◆ EXERCISE PROMPT ◆
Write out the stretch of lines below that begins at the line with "holds only non-negative" and ends at the line with "use itertools::iproduct;", including both, exactly as given and nothing more.

◆ RECORD EXCERPTS ◆
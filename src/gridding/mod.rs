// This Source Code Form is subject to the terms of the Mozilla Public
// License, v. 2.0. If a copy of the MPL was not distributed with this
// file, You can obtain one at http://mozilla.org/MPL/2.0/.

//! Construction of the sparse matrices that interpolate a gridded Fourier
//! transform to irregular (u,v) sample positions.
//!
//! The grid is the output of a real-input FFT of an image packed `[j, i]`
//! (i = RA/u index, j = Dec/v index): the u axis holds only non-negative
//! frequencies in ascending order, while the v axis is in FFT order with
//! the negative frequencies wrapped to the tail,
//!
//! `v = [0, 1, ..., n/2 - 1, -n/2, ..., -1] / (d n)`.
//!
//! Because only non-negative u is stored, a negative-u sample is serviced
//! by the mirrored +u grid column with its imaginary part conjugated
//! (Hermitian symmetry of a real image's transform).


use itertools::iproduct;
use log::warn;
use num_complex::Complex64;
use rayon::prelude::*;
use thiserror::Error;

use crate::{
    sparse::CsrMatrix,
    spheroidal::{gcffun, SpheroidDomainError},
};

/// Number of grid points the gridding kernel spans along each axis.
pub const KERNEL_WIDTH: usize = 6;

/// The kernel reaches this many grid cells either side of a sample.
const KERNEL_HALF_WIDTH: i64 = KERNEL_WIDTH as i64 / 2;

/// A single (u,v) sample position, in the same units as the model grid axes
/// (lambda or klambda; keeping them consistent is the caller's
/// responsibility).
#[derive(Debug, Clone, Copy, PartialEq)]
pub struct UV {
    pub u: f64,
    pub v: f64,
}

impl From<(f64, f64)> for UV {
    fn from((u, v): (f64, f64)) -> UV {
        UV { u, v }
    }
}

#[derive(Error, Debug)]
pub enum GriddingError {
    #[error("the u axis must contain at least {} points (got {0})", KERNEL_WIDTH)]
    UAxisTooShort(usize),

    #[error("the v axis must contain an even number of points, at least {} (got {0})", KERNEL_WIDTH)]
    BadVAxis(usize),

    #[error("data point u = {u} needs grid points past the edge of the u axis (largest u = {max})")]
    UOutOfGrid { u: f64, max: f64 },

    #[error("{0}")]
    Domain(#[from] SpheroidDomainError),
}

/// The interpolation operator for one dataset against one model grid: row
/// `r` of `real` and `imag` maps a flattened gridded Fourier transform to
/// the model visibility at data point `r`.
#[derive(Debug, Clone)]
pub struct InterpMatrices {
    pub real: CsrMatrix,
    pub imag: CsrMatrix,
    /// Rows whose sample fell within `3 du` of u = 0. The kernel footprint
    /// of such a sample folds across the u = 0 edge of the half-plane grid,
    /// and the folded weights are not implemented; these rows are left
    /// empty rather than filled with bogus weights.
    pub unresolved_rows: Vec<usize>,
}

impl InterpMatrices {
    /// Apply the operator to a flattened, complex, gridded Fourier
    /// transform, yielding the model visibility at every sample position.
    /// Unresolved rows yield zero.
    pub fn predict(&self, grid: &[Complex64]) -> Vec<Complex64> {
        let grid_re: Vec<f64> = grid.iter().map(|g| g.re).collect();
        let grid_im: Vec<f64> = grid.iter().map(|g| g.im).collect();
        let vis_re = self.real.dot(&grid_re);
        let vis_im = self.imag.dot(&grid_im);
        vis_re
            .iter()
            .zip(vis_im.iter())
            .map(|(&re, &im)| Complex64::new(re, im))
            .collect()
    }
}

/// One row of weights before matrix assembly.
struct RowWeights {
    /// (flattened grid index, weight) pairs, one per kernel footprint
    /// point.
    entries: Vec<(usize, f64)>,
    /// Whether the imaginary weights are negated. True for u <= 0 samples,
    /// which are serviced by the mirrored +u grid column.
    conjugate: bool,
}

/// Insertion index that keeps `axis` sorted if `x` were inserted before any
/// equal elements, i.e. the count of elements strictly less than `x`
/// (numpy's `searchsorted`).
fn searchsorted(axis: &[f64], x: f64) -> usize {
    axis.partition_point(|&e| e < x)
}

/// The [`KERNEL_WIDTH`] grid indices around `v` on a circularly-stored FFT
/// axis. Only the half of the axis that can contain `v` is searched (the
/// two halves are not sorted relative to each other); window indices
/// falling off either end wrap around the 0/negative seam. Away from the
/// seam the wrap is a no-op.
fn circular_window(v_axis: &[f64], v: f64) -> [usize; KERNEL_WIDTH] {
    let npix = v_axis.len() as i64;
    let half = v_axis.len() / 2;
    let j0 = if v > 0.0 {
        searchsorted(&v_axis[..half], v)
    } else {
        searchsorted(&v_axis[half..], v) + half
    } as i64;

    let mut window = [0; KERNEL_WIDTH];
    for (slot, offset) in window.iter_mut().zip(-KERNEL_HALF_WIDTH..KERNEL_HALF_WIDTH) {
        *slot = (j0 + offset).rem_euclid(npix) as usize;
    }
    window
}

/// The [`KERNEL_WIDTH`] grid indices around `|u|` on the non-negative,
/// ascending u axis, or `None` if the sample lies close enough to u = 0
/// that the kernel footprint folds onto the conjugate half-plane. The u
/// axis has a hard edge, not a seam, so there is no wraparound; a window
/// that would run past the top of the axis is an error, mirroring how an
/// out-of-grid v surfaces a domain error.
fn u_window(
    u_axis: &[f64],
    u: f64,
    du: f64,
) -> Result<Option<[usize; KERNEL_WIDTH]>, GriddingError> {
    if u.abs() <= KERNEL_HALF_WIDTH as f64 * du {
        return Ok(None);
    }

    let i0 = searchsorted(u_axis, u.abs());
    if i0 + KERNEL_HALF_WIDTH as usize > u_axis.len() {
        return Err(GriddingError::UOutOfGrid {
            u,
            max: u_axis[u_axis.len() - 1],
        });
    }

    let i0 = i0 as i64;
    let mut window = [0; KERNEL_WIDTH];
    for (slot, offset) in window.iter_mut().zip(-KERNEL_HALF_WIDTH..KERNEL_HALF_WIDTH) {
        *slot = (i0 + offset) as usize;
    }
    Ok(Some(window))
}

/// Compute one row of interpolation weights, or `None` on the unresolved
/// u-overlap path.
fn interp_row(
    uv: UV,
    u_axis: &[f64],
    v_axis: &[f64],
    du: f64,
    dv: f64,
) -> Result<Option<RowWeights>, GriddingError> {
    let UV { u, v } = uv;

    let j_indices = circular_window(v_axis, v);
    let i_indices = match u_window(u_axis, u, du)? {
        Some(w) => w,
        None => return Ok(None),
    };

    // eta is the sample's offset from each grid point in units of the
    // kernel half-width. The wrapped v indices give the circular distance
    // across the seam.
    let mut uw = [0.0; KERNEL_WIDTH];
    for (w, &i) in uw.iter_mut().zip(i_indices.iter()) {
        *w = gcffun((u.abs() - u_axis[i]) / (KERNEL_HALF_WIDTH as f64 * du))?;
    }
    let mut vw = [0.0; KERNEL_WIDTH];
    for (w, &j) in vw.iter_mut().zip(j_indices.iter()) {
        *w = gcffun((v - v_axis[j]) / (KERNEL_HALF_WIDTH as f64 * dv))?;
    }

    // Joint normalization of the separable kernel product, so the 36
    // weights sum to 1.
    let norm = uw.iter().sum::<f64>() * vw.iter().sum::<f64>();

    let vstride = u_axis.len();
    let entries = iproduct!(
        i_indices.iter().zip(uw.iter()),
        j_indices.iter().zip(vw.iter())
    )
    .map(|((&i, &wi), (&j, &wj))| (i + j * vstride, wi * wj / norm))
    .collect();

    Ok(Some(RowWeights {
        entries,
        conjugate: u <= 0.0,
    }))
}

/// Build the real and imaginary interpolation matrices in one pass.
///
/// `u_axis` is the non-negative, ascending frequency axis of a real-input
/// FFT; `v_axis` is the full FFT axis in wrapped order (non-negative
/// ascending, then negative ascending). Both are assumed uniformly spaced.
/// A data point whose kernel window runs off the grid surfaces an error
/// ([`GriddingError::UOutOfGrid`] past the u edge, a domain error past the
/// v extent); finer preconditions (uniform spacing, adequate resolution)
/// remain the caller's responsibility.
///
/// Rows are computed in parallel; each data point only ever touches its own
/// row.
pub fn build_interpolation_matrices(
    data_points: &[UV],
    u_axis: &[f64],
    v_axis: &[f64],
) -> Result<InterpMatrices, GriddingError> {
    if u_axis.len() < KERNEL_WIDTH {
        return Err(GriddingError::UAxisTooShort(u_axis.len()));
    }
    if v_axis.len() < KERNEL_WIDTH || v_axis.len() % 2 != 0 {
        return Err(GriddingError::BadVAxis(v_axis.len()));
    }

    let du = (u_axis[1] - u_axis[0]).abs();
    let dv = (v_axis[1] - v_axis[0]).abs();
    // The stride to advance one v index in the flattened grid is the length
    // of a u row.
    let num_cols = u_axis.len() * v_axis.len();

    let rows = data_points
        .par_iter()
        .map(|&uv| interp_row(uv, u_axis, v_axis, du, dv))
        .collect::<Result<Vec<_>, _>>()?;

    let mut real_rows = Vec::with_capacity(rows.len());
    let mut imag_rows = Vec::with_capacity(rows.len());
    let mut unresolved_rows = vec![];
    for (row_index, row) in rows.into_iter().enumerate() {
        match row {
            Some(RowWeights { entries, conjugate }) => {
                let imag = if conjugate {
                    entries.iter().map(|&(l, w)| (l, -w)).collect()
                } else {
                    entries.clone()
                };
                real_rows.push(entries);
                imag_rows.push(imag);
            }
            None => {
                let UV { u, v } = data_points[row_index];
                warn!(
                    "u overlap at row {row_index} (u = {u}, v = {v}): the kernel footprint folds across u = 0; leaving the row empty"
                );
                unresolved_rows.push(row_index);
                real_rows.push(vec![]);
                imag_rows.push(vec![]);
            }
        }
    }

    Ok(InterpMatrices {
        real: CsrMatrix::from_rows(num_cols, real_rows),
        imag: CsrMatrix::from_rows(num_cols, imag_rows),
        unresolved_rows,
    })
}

◆ OUTPUT BELOW ◆
//! (i = RA/u index, j = Dec/v index): the u axis holds only non-negative
//! frequencies in ascending order, while the v axis is in FFT order with
//! the negative frequencies wrapped to the tail,
//!
//! `v = [0, 1, ..., n/2 - 1, -n/2, ..., -1] / (d n)`.
//!
//! Because only non-negative u is stored, a negative-u sample is serviced
//! by the mirrored +u grid column with its imaginary part conjugated
//! (Hermitian symmetry of a real image's transform).


use itertools::iproduct;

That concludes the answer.